§ **Aim of the task**: In the entries that follow, find the line containing "only when non-empty.", then output exactly every line from the first through that one.

[Data listing Boundary: Start]

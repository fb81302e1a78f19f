//! Typed resume record
//!
//! The record mirrors the YAML document field for field (camelCase keys).
//! Required entry fields are plain Rust fields, so a malformed entry is
//! rejected when the record is deserialized instead of being rendered as a
//! partial fragment.

use serde::{Deserialize, Deserializer};

use crate::sections::TitledSection;
use crate::style::StyleOptions;

/// Complete resume document
#[derive(Debug, Clone, Default, PartialEq, Deserialize)]
#[serde(rename_all = "camelCase")]
pub struct Resume {
    pub contact: ContactInfo,
    #[serde(default)]
    pub summary: Option<Summary>,
    #[serde(default)]
    pub skills: Option<Vec<SkillCategory>>,
    #[serde(default)]
    pub experience: Option<Vec<Experience>>,
    #[serde(default)]
    pub projects: Option<Vec<Project>>,
    #[serde(default)]
    pub education: Option<Vec<Education>>,
    #[serde(default)]
    pub certifications: Option<Vec<Certification>>,
    #[serde(default)]
    pub section_titles: Option<SectionTitles>,
    /// Template identifier used when the caller does not pick one
    #[serde(default)]
    pub template: Option<String>,
    #[serde(default)]
    pub style: Option<StyleOptions>,
}

/// Header block. `full_name` and `email` are gated by the loader; the other
/// fields are rendered only when non-empty.
#[derive(Debug, Clone, Default, PartialEq, Deserialize)]
#[serde(rename_all = "camelCase")]
pub struct ContactInfo {
    #[serde(default, deserialize_with = "scalar_text")]
    pub full_name: String,
    #[serde(default, deserialize_with = "scalar_text")]
    pub city: String,
    #[serde(default, deserialize_with = "scalar_text")]
    pub phone: String,
    #[serde(default, deserialize_with = "scalar_text")]
    pub email: String,
    #[serde(default)]
    pub linkedin: Option<String>,
    #[serde(default)]
    pub github: Option<String>,
    #[serde(default)]
    pub website: Option<String>,
}

#[derive(Debug, Clone, PartialEq, Deserialize)]
pub struct Summary {
    pub text: String,
}

#[derive(Debug, Clone, PartialEq, Deserialize)]
pub struct SkillCategory {
    pub category: String,
    pub skills: Vec<String>,
}

#[derive(Debug, Clone, PartialEq, Deserialize)]
pub struct Experience {
    pub position: String,
    pub company: String,
    #[serde(deserialize_with = "scalar_text")]
    pub period: String,
    #[serde(default)]
    pub description: Option<String>,
    #[serde(default)]
    pub achievements: Option<Vec<String>>,
}

#[derive(Debug, Clone, PartialEq, Deserialize)]
pub struct Project {
    pub name: String,
    pub description: String,
    pub technologies: Vec<String>,
    /// Live demo URL
    #[serde(default)]
    pub link: Option<String>,
    /// Source repository URL
    #[serde(default)]
    pub repo: Option<String>,
}

#[derive(Debug, Clone, PartialEq, Deserialize)]
pub struct Education {
    pub degree: String,
    pub institution: String,
    #[serde(deserialize_with = "scalar_text")]
    pub year: String,
}

#[derive(Debug, Clone, PartialEq, Deserialize)]
pub struct Certification {
    pub name: String,
    pub issuer: String,
    #[serde(default, deserialize_with = "optional_scalar_text")]
    pub year: Option<String>,
}

/// Any plain YAML scalar, so `year: 2020` and `phone: 5551234` read as text
#[derive(Deserialize)]
#[serde(untagged)]
enum Scalar {
    Text(String),
    Integer(i64),
    Unsigned(u64),
    Float(f64),
    Bool(bool),
}

impl Scalar {
    fn into_text(self) -> String {
        match self {
            Scalar::Text(text) => text,
            Scalar::Integer(n) => n.to_string(),
            Scalar::Unsigned(n) => n.to_string(),
            Scalar::Float(n) => n.to_string(),
            Scalar::Bool(b) => b.to_string(),
        }
    }
}

fn scalar_text<'de, D>(deserializer: D) -> Result<String, D::Error>
where
    D: Deserializer<'de>,
{
    Scalar::deserialize(deserializer).map(Scalar::into_text)
}

fn optional_scalar_text<'de, D>(deserializer: D) -> Result<Option<String>, D::Error>
where
    D: Deserializer<'de>,
{
    Option::<Scalar>::deserialize(deserializer).map(|value| value.map(Scalar::into_text))
}

/// A per-section heading override.
///
/// `Hidden` comes from an empty string or an explicit `null` and suppresses
/// the heading; it is distinct from the field being absent.
#[derive(Debug, Clone, PartialEq, Eq)]
pub enum TitleOverride {
    Hidden,
    Text(String),
}

impl TitleOverride {
    fn from_raw(raw: Option<String>) -> Self {
        match raw {
            Some(text) if !text.is_empty() => TitleOverride::Text(text),
            _ => TitleOverride::Hidden,
        }
    }
}

/// Only called when the key is present, so `null` maps to `Some(Hidden)`
/// while a missing key stays `None` via `#[serde(default)]`.
fn deserialize_title<'de, D>(deserializer: D) -> Result<Option<TitleOverride>, D::Error>
where
    D: Deserializer<'de>,
{
    let raw = Option::<String>::deserialize(deserializer)?;
    Ok(Some(TitleOverride::from_raw(raw)))
}

/// Heading overrides for the six titled sections
#[derive(Debug, Clone, Default, PartialEq, Eq, Deserialize)]
pub struct SectionTitles {
    #[serde(default, deserialize_with = "deserialize_title")]
    pub summary: Option<TitleOverride>,
    #[serde(default, deserialize_with = "deserialize_title")]
    pub skills: Option<TitleOverride>,
    #[serde(default, deserialize_with = "deserialize_title")]
    pub experience: Option<TitleOverride>,
    #[serde(default, deserialize_with = "deserialize_title")]
    pub projects: Option<TitleOverride>,
    #[serde(default, deserialize_with = "deserialize_title")]
    pub education: Option<TitleOverride>,
    #[serde(default, deserialize_with = "deserialize_title")]
    pub certifications: Option<TitleOverride>,
}

impl SectionTitles {
    /// Get the override for a section, if one was supplied
    pub fn get(&self, section: TitledSection) -> Option<&TitleOverride> {
        match section {
            TitledSection::Summary => self.summary.as_ref(),
            TitledSection::Skills => self.skills.as_ref(),
            TitledSection::Experience => self.experience.as_ref(),
            TitledSection::Projects => self.projects.as_ref(),
            TitledSection::Education => self.education.as_ref(),
            TitledSection::Certifications => self.certifications.as_ref(),
        }
    }

    /// Set the override for a section
    pub fn set(&mut self, section: TitledSection, title: TitleOverride) {
        let slot = match section {
            TitledSection::Summary => &mut self.summary,
            TitledSection::Skills => &mut self.skills,
            TitledSection::Experience => &mut self.experience,
            TitledSection::Projects => &mut self.projects,
            TitledSection::Education => &mut self.education,
            TitledSection::Certifications => &mut self.certifications,
        };
        *slot = Some(title);
    }
}

/// Borrow a list section's entries, treating an absent list and an empty
/// list the same way.
pub fn non_empty<T>(items: &Option<Vec<T>>) -> Option<&[T]> {
    match items.as_deref() {
        Some(items) if !items.is_empty() => Some(items),
        _ => None,
    }
}

#[cfg(test)]
mod tests {
    use super::*;

    #[test]
    fn test_title_override_tristate() {
        let titles: SectionTitles = serde_yaml::from_str(
            r#"
summary: "About Me"
skills: ""
experience: ~
"#,
        )
        .unwrap();

        assert_eq!(
            titles.summary,
            Some(TitleOverride::Text("About Me".to_string()))
        );
        assert_eq!(titles.skills, Some(TitleOverride::Hidden));
        assert_eq!(titles.experience, Some(TitleOverride::Hidden));
        assert_eq!(titles.projects, None);
    }

    #[test]
    fn test_non_empty_treats_none_and_empty_alike() {
        let absent: Option<Vec<Education>> = None;
        let empty: Option<Vec<Education>> = Some(vec![]);
        assert!(non_empty(&absent).is_none());
        assert!(non_empty(&empty).is_none());
    }

    #[test]
    fn test_project_requires_name() {
        let result: Result<Project, _> = serde_yaml::from_str(
            r#"
description: Missing a name
technologies: [Rust]
"#,
        );
        let err = result.unwrap_err().to_string();
        assert!(err.contains("name"), "unexpected error: {}", err);
    }

    #[test]
    fn test_numeric_scalars_read_as_text() {
        let education: Education = serde_yaml::from_str(
            "degree: BSc\ninstitution: Uni\nyear: 2020\n",
        )
        .unwrap();
        assert_eq!(education.year, "2020");

        let certification: Certification =
            serde_yaml::from_str("name: CKA\nissuer: CNCF\nyear: 2021\n").unwrap();
        assert_eq!(certification.year.as_deref(), Some("2021"));

        let certification: Certification =
            serde_yaml::from_str("name: CKA\nissuer: CNCF\nyear: ~\n").unwrap();
        assert_eq!(certification.year, None);

        let contact: ContactInfo =
            serde_yaml::from_str("fullName: Ada\nemail: a@b.c\nphone: 5551234\n").unwrap();
        assert_eq!(contact.phone, "5551234");
    }

    #[test]
    fn test_section_titles_set_and_get() {
        let mut titles = SectionTitles::default();
        titles.set(TitledSection::Education, TitleOverride::Text("Studies".into()));
        assert_eq!(
            titles.get(TitledSection::Education),
            Some(&TitleOverride::Text("Studies".into()))
        );
        assert_eq!(titles.get(TitledSection::Skills), None);
    }
}
//! Error types for loading resume documents

use std::path::PathBuf;

use thiserror::Error;

#[derive(Error, Debug)]
pub enum LoadError {
    #[error("failed to read resume file {path}: {source}")]
    Read {
        path: PathBuf,
        #[source]
        source: std::io::Error,
    },

    #[error("invalid resume YAML: {0}")]
    Yaml(#[from] serde_yaml::Error),

    #[error("Contact information is required")]
    MissingContact,

    #[error("Full name and email are required in contact information")]
    MissingNameOrEmail,
}
impl MatchState {
    pub fn new(id: Uuid, bot_ids: [Uuid; 2], config: MatchConfig) -> Result<Self, MatchConfigError> {
        config.validate()?;
        if bot_ids[0] == bot_ids[1] {
            return Err(MatchConfigError::SameBot);
        }

        Ok(Self {
            id,
            bot_ids,
            fighters: [
                FighterState::new(bot_ids[0], Side::P1),
                FighterState::new(bot_ids[1], Side::P2),
            ],
            combos: [ComboTracker::new(), ComboTracker::new()],
            round_number: 1,
            rounds_won: [0, 0],
            time_remaining: config.round_time_seconds,
            phase: MatchPhase::Countdown,
            frame_number: 0,
            winner: None,
            stats: MatchStats::default(),
            phase_frames: 0,
            round_frames: 0,
            config,
        })
    }

    pub fn fighter(&self, side: Side) -> &FighterState {
        &self.fighters[side.index()]
    }

    pub fn bot_id(&self, side: Side) -> Uuid {
        self.bot_ids[side.index()]
    }

    pub fn side_of(&self, bot_id: Uuid) -> Option<Side> {
        Side::BOTH.into_iter().find(|s| self.bot_id(*s) == bot_id)
    }

    pub fn is_over(&self) -> bool {
        self.phase == MatchPhase::MatchEnd
    }

    /// Advance the match by one frame. `inputs` is indexed by side; a bot
    /// that sent nothing this frame is given `BotInput::IDLE`.
    pub fn tick(&mut self, inputs: [BotInput; 2]) -> TickResult {
        let mut result = TickResult::default();

        if self.phase == MatchPhase::MatchEnd {
            result.match_ended = true;
            result.winner = self.winner;
            return result;
        }

        self.frame_number += 1;
        self.phase_frames += 1;

        match self.phase {
            MatchPhase::Countdown => {
                if self.phase_frames >= seconds_to_frames(self.config.countdown_seconds) {
                    self.set_phase(MatchPhase::Fighting);
                    result.events.push(GameEvent::RoundStart {
                        round_number: self.round_number,
                        frame_number: self.frame_number,
                    });
                    debug!(match_id = %self.id, round = self.round_number, "Round started");
                }
            }
            MatchPhase::Fighting => {
                self.run_fighting_frame(&inputs, &mut result.events);
            }
            MatchPhase::Ko | MatchPhase::Timeout => {
                if self.phase_frames >= seconds_to_frames(self.config.round_end_hold_seconds) {
                    self.finish_round(&mut result.events);
                }
            }
            MatchPhase::RoundEnd => {
                self.start_next_round();
            }
            MatchPhase::MatchEnd => {}
        }

        result.match_ended = self.is_over();
        result.winner = self.winner;
        result
    }

    /// End the match immediately in favour of the other side (forfeit / disconnect)
    pub fn forfeit(&mut self, loser: Side) -> Vec<GameEvent> {
        let mut events = Vec::new();
        if self.is_over() {
            return events;
        }
        info!(match_id = %self.id, loser = loser.as_str(), "Match forfeited");
        self.end_match(Some(loser.opponent()), &mut events);
        events
    }

    fn set_phase(&mut self, phase: MatchPhase) {
        self.phase = phase;
        self.phase_frames = 0;
    }

    fn run_fighting_frame(&mut self, inputs: &[BotInput; 2], events: &mut Vec<GameEvent>) {
        let frame = self.frame_number;

        for side in Side::BOTH {
            let i = side.index();
            self.fighters[i].begin_frame();
            self.combos[i].tick(frame);
        }

        for side in Side::BOTH {
            let i = side.index();
            let chain_open = self.combos[i].can_chain_attack();
            if let Some(attack) = self.fighters[i].apply_input(&inputs[i], chain_open, frame) {
                debug!(match_id = %self.id, side = side.as_str(), attack = %attack, frame, "Attack started");
            }
        }

        for side in Side::BOTH {
            let i = side.index();
            let fighter = &mut self.fighters[i];
            let can_move = fighter.can_move();
            PhysicsSystem::step(fighter, &inputs[i], can_move).apply_to(fighter);
            fighter.refresh_movement_status(&inputs[i]);
        }

        let contacts = [self.detect_contact(Side::P1), self.detect_contact(Side::P2)];
        for (side, contact) in Side::BOTH.into_iter().zip(contacts) {
            if self.phase != MatchPhase::Fighting {
                break;
            }
            self.apply_contact(side, contact, events);
        }

        for side in Side::BOTH {
            let i = side.index();
            self.fighters[i].combo_counter = self.combos[i].current_count(frame);
        }

        if self.phase != MatchPhase::Fighting {
            return;
        }

        self.round_frames += 1;
        if self.round_frames % SIMULATION_TPS as u64 == 0 {
            self.time_remaining = self.time_remaining.saturating_sub(1);
            if self.time_remaining == 0 {
                self.resolve_timeout(events);
            }
        }
    }

    /// Decide whether `attacker_side`'s attack connects this frame, and how.
    /// Every contact resolves to exactly one of hit, blocked or no contact.
    pub fn detect_contact(&self, attacker_side: Side) -> Contact {
        let attacker = self.fighter(attacker_side);
        let defender = self.fighter(attacker_side.opponent());

        let Some(attack) = attacker.attack else {
            return Contact::NoContact;
        };
        if attack.has_hit || attacker.is_ko() {
            return Contact::NoContact;
        }
        if frame_data::get(attack.attack_type).is_none() {
            warn!(
                match_id = %self.id,
                attack_type = %attack.attack_type,
                "Missing frame data; treating attack as no-op"
            );
            return Contact::NoContact;
        }

        let active = frame_data::is_attack_active_at_frame(attack.attack_type, attack.frame);
        if !check_hit(attacker, defender, attack.attack_type, active, defender.is_vulnerable()) {
            return Contact::NoContact;
        }

        if defender.is_blocking() && is_in_front(defender, attacker) {
            return Contact::Blocked {
                attack_type: attack.attack_type,
                block: DamageCalculator::calculate_blocked(attack.attack_type),
            };
        }

        Contact::Hit {
            attack_type: attack.attack_type,
            combo_count: self.combos[attacker_side.index()].current_count(self.frame_number),
            is_counter_hit: defender.is_in_attack_startup(),
        }
    }

    fn apply_contact(&mut self, attacker_side: Side, contact: Contact, events: &mut Vec<GameEvent>) {
        let a = attacker_side.index();
        let d = attacker_side.opponent().index();
        let frame = self.frame_number;

        match contact {
            Contact::NoContact => {}
            Contact::Hit {
                attack_type,
                combo_count,
                is_counter_hit,
            } => {
                let base = DamageCalculator::calculate(attack_type, combo_count, is_counter_hit);
                let combo_hit = self.combos[a].register_hit(attack_type, base.base_damage, frame);
                let damage = DamageCalculator::apply_combo_scaling(base, combo_hit.count);

                let attacker_x = self.fighters[a].x;
                self.fighters[a].mark_attack_hit();
                self.fighters[a].add_magic(damage.magic_gain);

                let defender = &mut self.fighters[d];
                let health_after = defender.take_damage(damage.final_damage);
                defender.receive_hit(damage.hitstun_frames, damage.causes_knockdown);
                PhysicsSystem::apply_knockback(defender, damage.knockback_x, damage.knockback_y, attacker_x);

                self.stats.round[a].record_hit(damage.final_damage, combo_hit.count);
                self.stats.total[a].record_hit(damage.final_damage, combo_hit.count);

                events.push(GameEvent::Damage {
                    attacker_id: self.bot_ids[a],
                    defender_id: self.bot_ids[d],
                    attack_type,
                    damage: damage.final_damage,
                    is_combo: combo_hit.is_combo(),
                    combo_hit_number: combo_hit.count,
                    is_counter_hit,
                    defender_health_after: health_after,
                    frame_number: frame,
                });

                if combo_hit.is_combo() {
                    debug!(
                        match_id = %self.id,
                        side = attacker_side.as_str(),
                        hits = combo_hit.count,
                        bonus = combo_hit.bonus_damage,
                        total = combo_hit.total_damage,
                        "Combo extended"
                    );
                }

                if damage.causes_knockdown {
                    let ended = self.combos[a].end_combo();
                    debug!(match_id = %self.id, hits = ended.count, damage = ended.damage, "Combo ended by knockdown");
                }

                if health_after == 0 {
                    self.resolve_ko(attacker_side, events);
                }
            }
            Contact::Blocked { attack_type, block } => {
                let attacker_x = self.fighters[a].x;
                self.fighters[a].mark_attack_hit();

                let defender = &mut self.fighters[d];
                let health_after = defender.take_damage(block.chip_damage);
                defender.receive_block(block.blockstun_frames);
                let direction = if defender.x >= attacker_x { 1.0 } else { -1.0 };
                defender.vx = block.pushback * direction;

                self.stats.round[d].hits_blocked += 1;
                self.stats.total[d].hits_blocked += 1;

                events.push(GameEvent::Blocked {
                    attacker_id: self.bot_ids[a],
                    defender_id: self.bot_ids[d],
                    attack_type,
                    chip_damage: block.chip_damage,
                    defender_health_after: health_after,
                    frame_number: frame,
                });

                if health_after == 0 {
                    self.resolve_ko(attacker_side, events);
                }
            }
        }
    }

    fn resolve_ko(&mut self, winner: Side, events: &mut Vec<GameEvent>) {
        let w = winner.index();
        let l = winner.opponent().index();

        for combo in self.combos.iter_mut() {
            combo.end_combo();
        }
        self.rounds_won[w] += 1;
        self.set_phase(MatchPhase::Ko);

        info!(
            match_id = %self.id,
            round = self.round_number,
            winner = winner.as_str(),
            "KO"
        );

        events.push(GameEvent::Ko {
            winner_id: self.bot_ids[w],
            loser_id: self.bot_ids[l],
            round_number: self.round_number,
            winner_health_remaining: self.fighters[w].health,
            total_damage_dealt: self.stats.round[w].damage_dealt,
            longest_combo: self.stats.round[w].longest_combo,
            frame_number: self.frame_number,
        });
        self.push_round_end(Some(winner), events);
    }

    fn resolve_timeout(&mut self, events: &mut Vec<GameEvent>) {
        let p1 = self.fighters[0].health;
        let p2 = self.fighters[1].health;
        let winner = match p1.cmp(&p2) {
            std::cmp::Ordering::Greater => Some(Side::P1),
            std::cmp::Ordering::Less => Some(Side::P2),
            std::cmp::Ordering::Equal => None,
        };
        if let Some(side) = winner {
            self.rounds_won[side.index()] += 1;
        }
        self.set_phase(MatchPhase::Timeout);

        info!(
            match_id = %self.id,
            round = self.round_number,
            winner = winner.map(|s| s.as_str()).unwrap_or("draw"),
            "Round timed out"
        );
        self.push_round_end(winner, events);
    }

    fn push_round_end(&self, winner: Option<Side>, events: &mut Vec<GameEvent>) {
        events.push(GameEvent::RoundEnd {
            round_number: self.round_number,
            winner_id: winner.map(|s| self.bot_id(s)),
            rounds_p1: self.rounds_won[0],
            rounds_p2: self.rounds_won[1],
        });
    }

    fn finish_round(&mut self, events: &mut Vec<GameEvent>) {
        let target = self.config.rounds_to_win;
        let decided = self.rounds_won.iter().any(|&r| r >= target);
        if decided || self.round_number >= MAX_ROUNDS {
            let winner = match self.rounds_won[0].cmp(&self.rounds_won[1]) {
                std::cmp::Ordering::Greater => Some(Side::P1),
                std::cmp::Ordering::Less => Some(Side::P2),
                std::cmp::Ordering::Equal => None,
            };
            self.end_match(winner, events);
        } else {
            self.set_phase(MatchPhase::RoundEnd);
        }
    }

    fn start_next_round(&mut self) {
        self.round_number += 1;
        for fighter in self.fighters.iter_mut() {
            fighter.reset_for_round();
        }
        self.combos = [ComboTracker::new(), ComboTracker::new()];
        self.stats.round = Default::default();
        self.time_remaining = self.config.round_time_seconds;
        self.round_frames = 0;
        self.set_phase(MatchPhase::Countdown);
    }

    fn end_match(&mut self, winner: Option<Side>, events: &mut Vec<GameEvent>) {
        self.winner = winner;
        self.set_phase(MatchPhase::MatchEnd);

        info!(
            match_id = %self.id,
            winner = winner.map(|s| s.as_str()).unwrap_or("draw"),
            score_p1 = self.rounds_won[0],
            score_p2 = self.rounds_won[1],
            "Match ended"
        );

        events.push(GameEvent::MatchEnd {
            match_id: self.id,
            winner_id: winner.map(|s| self.bot_id(s)),
            final_score: self.rounds_won,
            rating_changes: None,
        });
    }
}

[Data listing Boundary: End]

§ **Written solution**:
repository fb81302e1a78f19f
//! Typed resume record
//!
//! The record mirrors the YAML document field for field (camelCase keys).
//! Required entry fields are plain Rust fields, so a malformed entry is
//! rejected when the record is deserialized instead of being rendered as a
//! partial fragment.

use serde::{Deserialize, Deserializer};

use crate::sections::TitledSection;
use crate::style::StyleOptions;

/// Complete resume document
#[derive(Debug, Clone, Default, PartialEq, Deserialize)]
#[serde(rename_all = "camelCase")]
pub struct Resume {
    pub contact: ContactInfo,
    #[serde(default)]
    pub summary: Option<Summary>,
    #[serde(default)]
    pub skills: Option<Vec<SkillCategory>>,
    #[serde(default)]
    pub experience: Option<Vec<Experience>>,
    #[serde(default)]
    pub projects: Option<Vec<Project>>,
    #[serde(default)]
    pub education: Option<Vec<Education>>,
    #[serde(default)]
    pub certifications: Option<Vec<Certification>>,
    #[serde(default)]
    pub section_titles: Option<SectionTitles>,
    /// Template identifier used when the caller does not pick one
    #[serde(default)]
    pub template: Option<String>,
    #[serde(default)]
    pub style: Option<StyleOptions>,
}

/// Header block. `full_name` and `email` are gated by the loader; the other
/// fields are rendered only when non-empty.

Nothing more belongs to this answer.